Periscope Entertainment is a Los Angeles–based film and comic book company that was founded in 2004 by producer David Guy Levy. It has several projects in development and set for release.

==Film releases==
- The Mandela Effect, directed by David Guy Levy starring Charlie Hofheimer, Aleksa Palladino, Robin Lord Taylor and Clarke Peters.
- London Fields, directed by Mathew Cullen starring Amber Heard, Theo James, Jim Sturgess and Billy Bob Thornton.
- Banking on Bitcoin, The documentary shows the players who are defining how this technology will shape our lives. The film was directed by Christopher Cannucciari and produced by David Guy Levy.
- Would You Rather, Desperate to help her ailing brother, a young woman agrees to compete in a deadly game of "Would You Rather," hosted by a sadistic aristocrat. Starring Brittany Snow and Jeffrey Combs, the film was directed by David Guy Levy and written by Steffen Schlachtenhaufen.

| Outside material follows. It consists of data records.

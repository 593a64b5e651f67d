//! Listener Application
//!
//! Subscribes to a broadcaster and plays the received stream.
//!
//! Usage: listen [target-address] [channel] [ssm-source]
//! With no target address, the first discovered station on the channel
//! is used.

use anyhow::{anyhow, Result};
use std::net::Ipv6Addr;
use tracing_subscriber::{layer::SubscriberExt, util::SubscriberInitExt};

use meshradio::{
    channels::ChannelRegistry,
    config::StreamConfig,
    constants::{DEFAULT_AUDIO_PORT, DEFAULT_CALLSIGN},
    discovery::{self, BrowseOptions},
    listener::{Listener, ListenerConfig, ListenerEvent},
    overlay,
};

#[tokio::main]
async fn main() -> Result<()> {
    tracing_subscriber::registry()
        .with(tracing_subscriber::EnvFilter::new(
            std::env::var("RUST_LOG").unwrap_or_else(|_| "info".into()),
        ))
        .with(tracing_subscriber::fmt::layer())
        .init();

    let target_arg = std::env::args().nth(1);
    let channel_name = std::env::args().nth(2).unwrap_or_else(|| "test".into());
    let ssm_source: Option<Ipv6Addr> = std::env::args()
        .nth(3)
        .map(|s| s.parse())
        .transpose()
        .map_err(|_| anyhow!("invalid SSM source address"))?;

    let callsign =
        std::env::var("MESHRADIO_CALLSIGN").unwrap_or_else(|_| DEFAULT_CALLSIGN.into());
    let local_address = overlay::local_address();

    let target_port = ChannelRegistry::new()
        .get(&channel_name)
        .map(|c| c.port)
        .unwrap_or(DEFAULT_AUDIO_PORT);

    let target_address: Ipv6Addr = match target_arg {
        Some(addr) => addr.parse().map_err(|_| anyhow!("invalid target address"))?,
        None => {
            tracing::info!(channel = %channel_name, "browsing for stations");
            let stations = discovery::browse(BrowseOptions {
                channel: Some(channel_name.clone()),
                ..Default::default()
            })?;
            let station = stations
                .iter()
                .find(|s| s.address.is_some())
                .ok_or_else(|| anyhow!("no station found on channel '{}'", channel_name))?;
            tracing::info!(
                name = %station.name,
                callsign = %station.callsign,
                priority = %station.priority,
                "found station"
            );
            station.address.unwrap()
        }
    };

    let listener = Listener::new(ListenerConfig {
        callsign,
        local_address,
        local_port: 0,
        target_address,
        target_port,
        group: channel_name.clone(),
        ssm_source,
        audio: StreamConfig::music(),
    })?;
    listener.start()?;
    tracing::info!(
        target = %target_address,
        port = target_port,
        "listening - press Ctrl+C to stop"
    );

    // Surface host events (priority changes, station identity, metadata)
    let events = listener.events();
    let event_task = std::thread::spawn(move || {
        while let Ok(event) = events.recv() {
            match event {
                ListenerEvent::PriorityChange {
                    from,
                    to,
                    callsign,
                    source,
                    group,
                } => {
                    tracing::warn!(
                        %from, %to, %callsign, %source, %group,
                        "PRIORITY CHANGE on stream"
                    );
                }
                ListenerEvent::StationIdentified { callsign } => {
                    tracing::info!(%callsign, "station identified");
                }
                ListenerEvent::Metadata { callsign, text } => {
                    tracing::info!(%callsign, %text, "metadata");
                }
            }
        }
    });

    tokio::signal::ctrl_c().await?;
    tracing::info!(
        packets = listener.packets_received(),
        "shutting down"
    );

    listener.stop();
    // Dropping the listener closes the event channel and ends the task
    drop(listener);
    let _ = event_task.join();
    Ok(())
}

- Terri, Azazel Jacobs' follow-up to his Sundance hit, "Momma's Man", from the Independent Spirit Award nominated script by Patrick deWitt, Terri is a boy just trying to survive his awkward years as a teenager. John C. Reilly and Jacob Wysocki star.
- August, directed by Austin Chick and starring Josh Hartnett, Adam Scott, Naomie Harris, with David Bowie and Rip Torn, which centers on two brothers fighting to keep their start-up company afloat on Wall Street during the month of August, 2001. AUGUST premiered at the 2008 Sundance Film Festival and was Periscope Entertainment's first motion picture release.

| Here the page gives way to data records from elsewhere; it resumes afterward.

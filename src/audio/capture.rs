//! Microphone capture
//!
//! Wraps the default platform input device. The device callback chops the
//! incoming sample stream into full frames and feeds a bounded channel;
//! `read` blocks cooperatively until a frame arrives.

use cpal::traits::{DeviceTrait, HostTrait, StreamTrait};
use crossbeam_channel::{bounded, Receiver, Sender};
use std::sync::atomic::{AtomicBool, Ordering};
use std::sync::Arc;
use std::thread::{self, JoinHandle};

use crate::config::StreamConfig;
use crate::constants::READ_DEADLINE;
use crate::error::AudioError;

const FRAME_CHANNEL_CAPACITY: usize = 16;

/// Audio capture from the default input device
pub struct MicrophoneSource {
    config: StreamConfig,
    running: Arc<AtomicBool>,
    frames_rx: Receiver<Vec<i16>>,
    frames_tx: Sender<Vec<i16>>,
    thread: Option<JoinHandle<()>>,
}

impl MicrophoneSource {
    pub fn new(config: StreamConfig) -> Self {
        let (frames_tx, frames_rx) = bounded(FRAME_CHANNEL_CAPACITY);
        Self {
            config,
            running: Arc::new(AtomicBool::new(false)),
            frames_rx,
            frames_tx,
            thread: None,
        }
    }

    pub fn start(&mut self) -> Result<(), AudioError> {
        if self.running.swap(true, Ordering::SeqCst) {
            return Ok(());
        }

        let host = cpal::default_host();
        let device = host
            .default_input_device()
            .ok_or_else(|| AudioError::DeviceNotFound("no default input device".into()))?;

        let stream_config = cpal::StreamConfig {
            channels: self.config.channels,
            sample_rate: cpal::SampleRate(self.config.sample_rate),
            buffer_size: cpal::BufferSize::Default,
        };

        let running = self.running.clone();
        let running_for_loop = self.running.clone();
        let frames_tx = self.frames_tx.clone();
        let samples_per_frame = self.config.samples_per_frame();

        let handle = thread::Builder::new()
            .name("mic-capture".to_string())
            .spawn(move || {
                let mut pending: Vec<i16> = Vec::with_capacity(samples_per_frame * 2);

                let stream = device.build_input_stream(
                    &stream_config,
                    move |data: &[f32], _: &cpal::InputCallbackInfo| {
                        if !running.load(Ordering::Relaxed) {
                            return;
                        }

                        pending.extend(
                            data.iter()
                                .map(|&s| (s.clamp(-1.0, 1.0) * i16::MAX as f32) as i16),
                        );

                        while pending.len() >= samples_per_frame {
                            let frame: Vec<i16> = pending.drain(..samples_per_frame).collect();
                            // Drop the frame when the consumer lags
                            let _ = frames_tx.try_send(frame);
                        }
                    },
                    move |err| {
                        tracing::error!("capture stream error: {}", err);
                    },
                    None,
                );

                match stream {
                    Ok(stream) => {
                        if let Err(e) = stream.play() {
                            tracing::error!("failed to start capture stream: {}", e);
                            return;
                        }
                        while running_for_loop.load(Ordering::Relaxed) {
                            thread::sleep(std::time::Duration::from_millis(10));
                        }
                        // Stream drops here, stopping capture
                    }
                    Err(e) => {
                        tracing::error!("failed to build capture stream: {}", e);
                    }
                }
            })
            .map_err(|e| AudioError::StreamError(e.to_string()))?;

        self.thread = Some(handle);
        Ok(())
    }

    pub fn stop(&mut self) {
        self.running.store(false, Ordering::SeqCst);
        if let Some(handle) = self.thread.take() {
            let _ = handle.join();
        }
        // Drain frames buffered before the stop
        while self.frames_rx.try_recv().is_ok() {}
    }

    /// Blocking pull of the next captured frame
    pub fn read(&mut self) -> Result<Vec<i16>, AudioError> {
        loop {
            if !self.running.load(Ordering::SeqCst) {
                return Err(AudioError::NotRunning);
            }
            match self.frames_rx.recv_timeout(READ_DEADLINE) {
                Ok(frame) => return Ok(frame),
                Err(crossbeam_channel::RecvTimeoutError::Timeout) => continue,
                Err(crossbeam_channel::RecvTimeoutError::Disconnected) => {
                    return Err(AudioError::NotRunning)
                }
            }
        }
    }

    pub fn is_running(&self) -> bool {
        self.running.load(Ordering::SeqCst)
    }

    pub fn config(&self) -> &StreamConfig {
        &self.config
    }
}

impl Drop for MicrophoneSource {
    fn drop(&mut self) {
        self.stop();
    }
}

#[cfg(test)]
mod tests {
    use super::*;

    // Creation never touches the device; start() may fail on hosts
    // without capture hardware and that is fine here.
    #[test]
    fn creation_is_idle() {
        let source = MicrophoneSource::new(StreamConfig::voice());
        assert!(!source.is_running());
        assert_eq!(source.config().channels, 1);
    }
}
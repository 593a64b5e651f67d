//! Audio playback
//!
//! The output device callback pulls frames from a bounded FIFO sized for
//! about three seconds of audio. When the queue runs dry the callback
//! waits briefly and then emits silence of the exact frame length; when
//! the queue is full the writer drops the newest frame. That drop is the
//! single point where receive-path backpressure is resolved.

use cpal::traits::{DeviceTrait, HostTrait, StreamTrait};
use crossbeam_channel::{bounded, Receiver, Sender, TrySendError};
use std::sync::atomic::{AtomicBool, AtomicU64, Ordering};
use std::sync::{Arc, Mutex};
use std::thread;
use std::time::Duration;

use crate::config::StreamConfig;
use crate::constants::{PLAYBACK_QUEUE_FRAMES, UNDERRUN_WAIT};
use crate::error::AudioError;

/// Playback sink on the default output device
pub struct Playback {
    config: StreamConfig,
    frames_tx: Sender<Vec<i16>>,
    frames_rx: Receiver<Vec<i16>>,
    running: Arc<AtomicBool>,
    done_rx: Mutex<Option<Receiver<()>>>,
    underruns: Arc<AtomicU64>,
    dropped: AtomicU64,
}

impl Playback {
    pub fn new(config: StreamConfig) -> Self {
        let (frames_tx, frames_rx) = bounded(PLAYBACK_QUEUE_FRAMES);
        Self {
            config,
            frames_tx,
            frames_rx,
            running: Arc::new(AtomicBool::new(false)),
            done_rx: Mutex::new(None),
            underruns: Arc::new(AtomicU64::new(0)),
            dropped: AtomicU64::new(0),
        }
    }

    pub fn start(&self) -> Result<(), AudioError> {
        if self.running.swap(true, Ordering::SeqCst) {
            return Ok(());
        }

        let host = cpal::default_host();
        let device = host.default_output_device().ok_or_else(|| {
            self.running.store(false, Ordering::SeqCst);
            AudioError::DeviceNotFound("no default output device".into())
        })?;

        let stream_config = cpal::StreamConfig {
            channels: self.config.channels,
            sample_rate: cpal::SampleRate(self.config.sample_rate),
            buffer_size: cpal::BufferSize::Fixed(self.config.frame_size as u32),
        };

        let running = self.running.clone();
        let running_for_loop = self.running.clone();
        let frames_rx = self.frames_rx.clone();
        let underruns = self.underruns.clone();
        let (done_tx, done_rx) = bounded::<()>(1);
        *self.done_rx.lock().unwrap() = Some(done_rx);

        thread::Builder::new()
            .name("playback".to_string())
            .spawn(move || {
                let stream = device.build_output_stream(
                    &stream_config,
                    move |data: &mut [f32], _: &cpal::OutputCallbackInfo| {
                        if !running.load(Ordering::Relaxed) {
                            data.fill(0.0);
                            return;
                        }

                        match frames_rx.recv_timeout(UNDERRUN_WAIT) {
                            Ok(frame) => {
                                let n = frame.len().min(data.len());
                                for (dst, &src) in data[..n].iter_mut().zip(frame.iter()) {
                                    *dst = src as f32 / i16::MAX as f32;
                                }
                                data[n..].fill(0.0);
                            }
                            Err(_) => {
                                // Genuine underrun: exact-length silence
                                data.fill(0.0);
                                let count = underruns.fetch_add(1, Ordering::Relaxed) + 1;
                                if count % 50 == 0 {
                                    tracing::warn!("playback underrun (total {})", count);
                                }
                            }
                        }
                    },
                    move |err| {
                        tracing::error!("playback stream error: {}", err);
                    },
                    None,
                );

                match stream {
                    Ok(stream) => {
                        if let Err(e) = stream.play() {
                            tracing::error!("failed to start playback stream: {}", e);
                        } else {
                            while running_for_loop.load(Ordering::Relaxed) {
                                thread::sleep(Duration::from_millis(10));
                            }
                        }
                        drop(stream);
                    }
                    Err(e) => {
                        tracing::error!("failed to build playback stream: {}", e);
                    }
                }
                let _ = done_tx.send(());
            })
            .map_err(|e| {
                self.running.store(false, Ordering::SeqCst);
                AudioError::StreamError(e.to_string())
            })?;

        tracing::info!(
            "audio playback started ({} Hz, {} channels)",
            self.config.sample_rate,
            self.config.channels
        );
        Ok(())
    }

    /// Stop playback. Cleanup is bounded by one second so a faulty driver
    /// cannot hang the caller.
    pub fn stop(&self) {
        if !self.running.swap(false, Ordering::SeqCst) {
            return;
        }
        if let Some(done_rx) = self.done_rx.lock().unwrap().take() {
            let _ = done_rx.recv_timeout(Duration::from_secs(1));
        }
        while self.frames_rx.try_recv().is_ok() {}
    }

    /// Queue a frame for playback, dropping the newest when full
    pub fn write(&self, frame: Vec<i16>) {
        if let Err(TrySendError::Full(_)) = self.frames_tx.try_send(frame) {
            let count = self.dropped.fetch_add(1, Ordering::Relaxed) + 1;
            if count % 50 == 0 {
                tracing::warn!("playback queue full, dropped {} frames", count);
            }
        }
    }

    pub fn is_running(&self) -> bool {
        self.running.load(Ordering::SeqCst)
    }

    pub fn underrun_count(&self) -> u64 {
        self.underruns.load(Ordering::Relaxed)
    }

    pub fn dropped_count(&self) -> u64 {
        self.dropped.load(Ordering::Relaxed)
    }

    /// Queue depth in frames
    pub fn queued(&self) -> usize {
        self.frames_rx.len()
    }
}

impl Drop for Playback {
    fn drop(&mut self) {
        self.stop();
    }
}

#[cfg(test)]
mod tests {
    use super::*;

    // The queue policy is testable without a device: writes beyond the
    // capacity drop the newest frame.
    #[test]
    fn full_queue_drops_newest() {
        let playback = Playback::new(StreamConfig::voice());
        for i in 0..PLAYBACK_QUEUE_FRAMES {
            playback.write(vec![i as i16; 4]);
        }
        assert_eq!(playback.queued(), PLAYBACK_QUEUE_FRAMES);
        assert_eq!(playback.dropped_count(), 0);

        playback.write(vec![9999i16; 4]);
        assert_eq!(playback.dropped_count(), 1);

        // The oldest frame is still at the head
        let head = playback.frames_rx.recv().unwrap();
        assert_eq!(head, vec![0i16; 4]);
    }

    #[test]
    fn stop_without_start_is_noop() {
        let playback = Playback::new(StreamConfig::music());
        playback.stop();
        assert!(!playback.is_running());
    }
}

- Lying, the directorial debut of M Blash, starring Chloë Sevigny, Jena Malone and Leelee Sobieski, which follows the unraveling of a pathological liar during a weekend with some friends at her family's country home. Lying was an official selection of the Directors Fortnight program at the Cannes Film Festival.

==Comic releases==
- Pet Human, created and written by David Guy Levy, Illustrated by Alex Heywood, and written by Steffen Schlachtenhaufen.

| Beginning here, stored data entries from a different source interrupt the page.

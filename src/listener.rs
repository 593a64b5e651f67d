//! Listener engine
//!
//! Subscribes to a broadcaster, keeps the subscription alive with
//! heartbeats, and plays received audio. Decoding runs on its own worker
//! so a slow decode never starves network ingress. Priority transitions
//! in the incoming stream are surfaced as typed events; acting on them
//! (auto-tune) is host policy.

use std::net::Ipv6Addr;
use std::sync::atomic::{AtomicBool, AtomicU64, Ordering};
use std::sync::{Arc, Mutex};
use std::thread::JoinHandle;
use std::time::{SystemTime, UNIX_EPOCH};

use crossbeam_channel::{bounded, select, tick, Receiver, Sender, TrySendError};
use tracing::{debug, info, warn};

use crate::audio::Playback;
use crate::codec::OpusDecoder;
use crate::config::StreamConfig;
use crate::constants::HEARTBEAT_INTERVAL;
use crate::error::{ConfigError, StateError};
use crate::protocol::{
    AudioPayload, HeartbeatPayload, Packet, PacketType, Priority, SubscribePayload,
};
use crate::transport::Transport;
use crate::Result;

const EVENT_QUEUE_CAPACITY: usize = 64;
const DECODE_QUEUE_CAPACITY: usize = 64;

/// Listener construction parameters
pub struct ListenerConfig {
    pub callsign: String,
    pub local_address: Ipv6Addr,
    pub local_port: u16,
    pub target_address: Ipv6Addr,
    pub target_port: u16,
    pub group: String,
    /// Accept packets only from this source when set
    pub ssm_source: Option<Ipv6Addr>,
    pub audio: StreamConfig,
}

/// Host-visible events from the receive path
#[derive(Debug, Clone, PartialEq, Eq)]
pub enum ListenerEvent {
    /// The stream's priority bits changed; suppressed below High
    PriorityChange {
        from: Priority,
        to: Priority,
        source: Ipv6Addr,
        callsign: String,
        group: String,
    },
    /// First beacon identified the station
    StationIdentified { callsign: String },
    /// Metadata packet, surfaced to the UI layer
    Metadata { callsign: String, text: String },
}

/// Detects priority transitions in the incoming audio stream.
///
/// Transitions to a priority below High are tracked but not reported.
pub(crate) struct PriorityTracker {
    last: Priority,
}

impl PriorityTracker {
    pub fn new() -> Self {
        Self {
            last: Priority::Normal,
        }
    }

    pub fn observe(&mut self, priority: Priority) -> Option<(Priority, Priority)> {
        if priority == self.last {
            return None;
        }
        let from = self.last;
        self.last = priority;
        (priority >= Priority::High).then_some((from, priority))
    }
}

/// Audio receive engine
pub struct Listener {
    callsign: String,
    local_address: Ipv6Addr,
    local_port: u16,
    target_address: Ipv6Addr,
    target_port: u16,
    group: String,
    ssm_source: Option<Ipv6Addr>,
    audio: StreamConfig,
    transport: Arc<Transport>,
    playback: Arc<Playback>,
    running: Arc<AtomicBool>,
    packets_received: Arc<AtomicU64>,
    station_callsign: Arc<Mutex<Option<String>>>,
    events_tx: Sender<ListenerEvent>,
    events_rx: Receiver<ListenerEvent>,
    stop_tx: Mutex<Option<Sender<()>>>,
    threads: Mutex<Vec<JoinHandle<()>>>,
}

impl Listener {
    pub fn new(config: ListenerConfig) -> Result<Self> {
        if config.callsign.is_empty() {
            return Err(ConfigError::MissingCallsign.into());
        }
        if config.callsign.len() > 16 {
            return Err(ConfigError::CallsignTooLong(config.callsign.len()).into());
        }

        let transport = Transport::new(config.local_port)?;
        let (events_tx, events_rx) = bounded(EVENT_QUEUE_CAPACITY);

        let group = if config.group.is_empty() {
            "default".to_string()
        } else {
            config.group
        };

        Ok(Self {
            callsign: config.callsign,
            local_address: config.local_address,
            local_port: transport.local_port(),
            target_address: config.target_address,
            target_port: config.target_port,
            group,
            ssm_source: config.ssm_source,
            audio: config.audio,
            playback: Arc::new(Playback::new(config.audio)),
            transport: Arc::new(transport),
            running: Arc::new(AtomicBool::new(false)),
            packets_received: Arc::new(AtomicU64::new(0)),
            station_callsign: Arc::new(Mutex::new(None)),
            events_tx,
            events_rx,
            stop_tx: Mutex::new(None),
            threads: Mutex::new(Vec::new()),
        })
    }

    /// Start transport and playback, subscribe, and spawn the receive,
    /// decode and heartbeat loops
    pub fn start(&self) -> Result<()> {
        if self.running.swap(true, Ordering::SeqCst) {
            return Err(StateError::AlreadyRunning("listener").into());
        }

        self.transport.start()?;
        if let Err(e) = self.playback.start() {
            self.running.store(false, Ordering::SeqCst);
            self.transport.stop();
            return Err(e.into());
        }

        if let Err(e) = self.send_subscribe() {
            self.running.store(false, Ordering::SeqCst);
            self.playback.stop();
            self.transport.stop();
            return Err(e);
        }
        info!(
            target = %self.target_address,
            port = self.target_port,
            group = %self.group,
            ssm = ?self.ssm_source,
            "subscribed"
        );

        let (stop_tx, stop_rx) = bounded::<()>(0);
        *self.stop_tx.lock().unwrap() = Some(stop_tx);
        let (decode_tx, decode_rx) = bounded::<Vec<u8>>(DECODE_QUEUE_CAPACITY);

        let mut threads = self.threads.lock().unwrap();
        threads.push(self.spawn_decode_worker(decode_rx)?);
        threads.push(self.spawn_receive_loop(decode_tx)?);
        threads.push(self.spawn_heartbeat_loop(stop_rx)?);

        Ok(())
    }

    /// Stop all loops, playback and transport. No Unsubscribe is sent;
    /// the broadcaster prunes our state after the timeout.
    pub fn stop(&self) {
        if !self.running.swap(false, Ordering::SeqCst) {
            return;
        }

        self.stop_tx.lock().unwrap().take();
        self.playback.stop();
        self.transport.stop();

        for handle in self.threads.lock().unwrap().drain(..) {
            let _ = handle.join();
        }
        info!("listener stopped");
    }

    pub fn is_running(&self) -> bool {
        self.running.load(Ordering::SeqCst)
    }

    /// Host event stream
    pub fn events(&self) -> Receiver<ListenerEvent> {
        self.events_rx.clone()
    }

    pub fn packets_received(&self) -> u64 {
        self.packets_received.load(Ordering::Relaxed)
    }

    /// Station name adopted from the first beacon, if any
    pub fn station_callsign(&self) -> Option<String> {
        self.station_callsign.lock().unwrap().clone()
    }

    pub fn local_port(&self) -> u16 {
        self.local_port
    }

    fn send_subscribe(&self) -> Result<()> {
        let payload = SubscribePayload::new(
            self.local_address,
            self.local_port,
            &self.callsign,
            &self.group,
            self.ssm_source,
        );
        let packet = Packet::new(
            PacketType::Subscribe,
            self.local_address,
            &self.callsign,
            payload.marshal(),
        );
        self.transport
            .send(&packet, self.target_address, self.target_port)?;
        Ok(())
    }

    fn spawn_receive_loop(&self, decode_tx: Sender<Vec<u8>>) -> Result<JoinHandle<()>> {
        let running = self.running.clone();
        let transport = self.transport.clone();
        let packets_received = self.packets_received.clone();
        let station_callsign = self.station_callsign.clone();
        let events_tx = self.events_tx.clone();
        let group = self.group.clone();

        let handle = std::thread::Builder::new()
            .name("listener-receive".to_string())
            .spawn(move || {
                let mut tracker = PriorityTracker::new();

                while running.load(Ordering::SeqCst) {
                    let packet = match transport.receive() {
                        Ok(p) => p,
                        Err(_) => break,
                    };

                    match packet.packet_type {
                        PacketType::Audio => {
                            let count = packets_received.fetch_add(1, Ordering::Relaxed) + 1;

                            if let Some((from, to)) = tracker.observe(packet.priority()) {
                                emit(
                                    &events_tx,
                                    ListenerEvent::PriorityChange {
                                        from,
                                        to,
                                        source: packet.source_addr(),
                                        callsign: packet.callsign_str(),
                                        group: group.clone(),
                                    },
                                );
                            }

                            match AudioPayload::parse(&packet.payload) {
                                Ok(payload) => {
                                    // Hand off to the decode worker; a full
                                    // queue drops the newest frame
                                    if let Err(TrySendError::Full(_)) =
                                        decode_tx.try_send(payload.data)
                                    {
                                        debug!("decode queue full, dropping frame");
                                    }
                                }
                                Err(e) => warn!("bad audio payload: {}", e),
                            }

                            if count % 50 == 0 {
                                debug!(
                                    count,
                                    seq = packet.sequence,
                                    from = %packet.callsign_str(),
                                    "receiving"
                                );
                            }
                        }
                        PacketType::Beacon => {
                            let mut station = station_callsign.lock().unwrap();
                            if station.is_none() {
                                let callsign = packet.callsign_str();
                                info!(station = %callsign, "connected to station");
                                *station = Some(callsign.clone());
                                emit(&events_tx, ListenerEvent::StationIdentified { callsign });
                            }
                        }
                        PacketType::Metadata => {
                            emit(
                                &events_tx,
                                ListenerEvent::Metadata {
                                    callsign: packet.callsign_str(),
                                    text: String::from_utf8_lossy(&packet.payload).into_owned(),
                                },
                            );
                        }
                        _ => {}
                    }
                }
            })?;
        Ok(handle)
    }

    fn spawn_decode_worker(&self, decode_rx: Receiver<Vec<u8>>) -> Result<JoinHandle<()>> {
        let playback = self.playback.clone();
        let audio = self.audio;

        let handle = std::thread::Builder::new()
            .name("listener-decode".to_string())
            .spawn(move || {
                let mut decoder = match OpusDecoder::new(audio) {
                    Ok(d) => d,
                    Err(e) => {
                        warn!("decoder init failed, decode worker aborted: {}", e);
                        return;
                    }
                };

                // The channel closes when the receive loop drops its sender
                while let Ok(data) = decode_rx.recv() {
                    match decoder.decode(&data) {
                        Ok(pcm) => playback.write(pcm),
                        Err(e) => debug!("decode error, frame skipped: {}", e),
                    }
                }
            })?;
        Ok(handle)
    }

    fn spawn_heartbeat_loop(&self, stop_rx: Receiver<()>) -> Result<JoinHandle<()>> {
        let running = self.running.clone();
        let transport = self.transport.clone();
        let local_address = self.local_address;
        let callsign = self.callsign.clone();
        let target_address = self.target_address;
        let target_port = self.target_port;
        let ticker = tick(HEARTBEAT_INTERVAL);

        let handle = std::thread::Builder::new()
            .name("listener-heartbeat".to_string())
            .spawn(move || {
                while running.load(Ordering::SeqCst) {
                    select! {
                        recv(ticker) -> _ => {
                            let timestamp = SystemTime::now()
                                .duration_since(UNIX_EPOCH)
                                .map(|d| d.as_secs())
                                .unwrap_or(0);
                            let payload = HeartbeatPayload::new(local_address, timestamp);
                            let packet = Packet::new(
                                PacketType::Heartbeat,
                                local_address,
                                &callsign,
                                payload.marshal(),
                            );
                            if let Err(e) = transport.send(&packet, target_address, target_port) {
                                warn!("heartbeat send failed: {}", e);
                            }
                        }
                        recv(stop_rx) -> _ => break,
                    }
                }
            })?;
        Ok(handle)
    }
}

impl Drop for Listener {
    fn drop(&mut self) {
        self.stop();
    }
}

fn emit(events_tx: &Sender<ListenerEvent>, event: ListenerEvent) {
    if events_tx.try_send(event).is_err() {
        debug!("event queue full, host is not draining events");
    }
}

#[cfg(test)]
mod tests {
    use super::*;

    #[test]
    fn priority_transition_reported_once() {
        let mut tracker = PriorityTracker::new();

        // Ten Normal packets, then ten Critical: exactly one event
        let mut events = Vec::new();
        for _ in 0..10 {
            events.extend(tracker.observe(Priority::Normal));
        }
        for _ in 0..10 {
            events.extend(tracker.observe(Priority::Critical));
        }
        assert_eq!(events, vec![(Priority::Normal, Priority::Critical)]);
    }

    #[test]
    fn transitions_below_high_suppressed() {
        let mut tracker = PriorityTracker::new();
        assert_eq!(
            tracker.observe(Priority::Critical),
            Some((Priority::Normal, Priority::Critical))
        );
        // Dropping back to Normal is tracked but not reported
        assert_eq!(tracker.observe(Priority::Normal), None);
        // The tracked value did move: the next escalation starts at Normal
        assert_eq!(
            tracker.observe(Priority::High),
            Some((Priority::Normal, Priority::High))
        );
    }

    #[test]
    fn empty_callsign_rejected() {
        let result = Listener::new(ListenerConfig {
            callsign: String::new(),
            local_address: Ipv6Addr::LOCALHOST,
            local_port: 0,
            target_address: Ipv6Addr::LOCALHOST,
            target_port: 8799,
            group: "test".into(),
            ssm_source: None,
            audio: StreamConfig::music(),
        });
        assert!(result.is_err());
    }
}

- Back to Back to the Future, created and written by David Guy Levy with art by Jeffrey Spokes.
- Cornboy, created and written by Pamela Corkey, adapted and written by Joshua Dysart.

==Future projects==
Projects in development for Periscope include:
- The Peanut Butter Solution, Michael Baskin is an average, everyday little boy. And, Like most eleven-year-olds, has a vivid imagination that sometimes gets the best of him. But nothing, not even his wildest imaginings, can prepare little Michael for the strange and enchanting adventure that will change his life. David Guy Levy teams up with Rock Demmers, the original producer of the 1985 award-winning family film, for this classic remake.